В литературной ситуации начала века футуризм возник как альтернатива
символизму, мощному по обилию талантов, но эстетически исчерпавшему
себя в поисках скрытых реальностей поэтическому течению. «Пощечина
общественному вкусу» — вызов, рассчитанный за скандал. Здесь обструкции
подверглись современники: Горький, Куприн, Блок, Сологуб, Ремизов,
Аверченко, Бунин, Саша Черный, Кузмин... И на этом фоне вызывающе
звучала первая фраза: «Только мы — лицо нашего Времени».
Но в нем содержался еще призыв «бросить» с Парохода современности
Пушкина, Толстого, Достоевского... Легко догадаться, какую реакцию
в самой разнообразной литературной и читающей среде вызвал этот
манифест.
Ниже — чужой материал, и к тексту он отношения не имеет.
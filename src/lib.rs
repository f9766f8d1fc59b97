//! Realtime publish/subscribe messaging client.
//!
//! Connects to a realtime endpoint over WebSocket, maintains the session
//! through disconnections with exponential backoff and resume, and exposes
//! named channels for publishing and subscribing.
//!
//! # Quick start
//!
//! ```no_run
//! use std::sync::Arc;
//!
//! use chrono::{Duration, Utc};
//! use relay_client_sdk::auth::{Token, TokenProvider};
//! use relay_client_sdk::config::ClientOptions;
//! use relay_client_sdk::Realtime;
//!
//! struct StaticProvider;
//!
//! #[async_trait::async_trait]
//! impl TokenProvider for StaticProvider {
//!     async fn request_token(&self, capability: &str) -> relay_client_sdk::Result<Token> {
//!         Ok(Token::new("secret", capability, Utc::now() + Duration::hours(1)))
//!     }
//! }
//!
//! # async fn run() -> relay_client_sdk::Result<()> {
//! let options = ClientOptions::new("wss://realtime.example.com")?;
//! let client = Realtime::new(options, Arc::new(StaticProvider));
//!
//! let channel = client.channels().get("greetings");
//! channel.attach().await?;
//!
//! // Publish and wait for the server's delivery confirmation.
//! channel.publish("hello", "world")?.wait().await?;
//!
//! // Subscribe; each subscriber has its own bounded queue.
//! let mut subscription = channel.subscribe();
//! let message = subscription.recv().await?;
//! println!("{:?}: {:?}", message.name, message.data);
//!
//! client.close().await;
//! # Ok(())
//! # }
//! ```
//!
//! # Delivery guarantees
//!
//! Publishes are confirmed per message in submission order: an `ack` or
//! `nack` from the server resolves the [`channel::PendingPublish`] handle.
//! Across a successful resume, unconfirmed publishes are written to the
//! new transport again and still confirm; when continuity is lost, every
//! outstanding publish is rejected so the caller can decide whether to
//! retry.
//!
//! # Connection recovery
//!
//! The connection retries with exponential backoff after transient
//! failures, moving to `Suspended` (slower cadence) after repeated ones.
//! A [`config::RecoveryKey`] can carry the resume position across
//! processes.

mod ack;
pub mod auth;
pub mod channel;
pub mod client;
pub mod config;
pub mod connection;
pub mod error;
pub mod protocol;
pub mod transport;

pub use client::Realtime;
pub use error::Error;

/// Convenience alias for results with this crate's [`Error`].
pub type Result<T> = std::result::Result<T, Error>;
Шквал иронических, издевательских и просто ругательских
откликов обрушился на его авторов. Никто даже не попытался понять,
что призыв «бросить» классиков с Парохода современности не более
чем полемический прием, хотя и грубый, неуклюжий, что манифест
своим пафосом направлен на обновление языка литературы, ее выразительности.
Футуристы протрубили поход за новый синтаксис, новую ритмику,
«самоценное» слово. И сколь бы парадоксальные формы ни принимал
футуризм при своем появлении на свет, как бы ни коробил благовоспитанные
вкусы, он означал, что в искус революции.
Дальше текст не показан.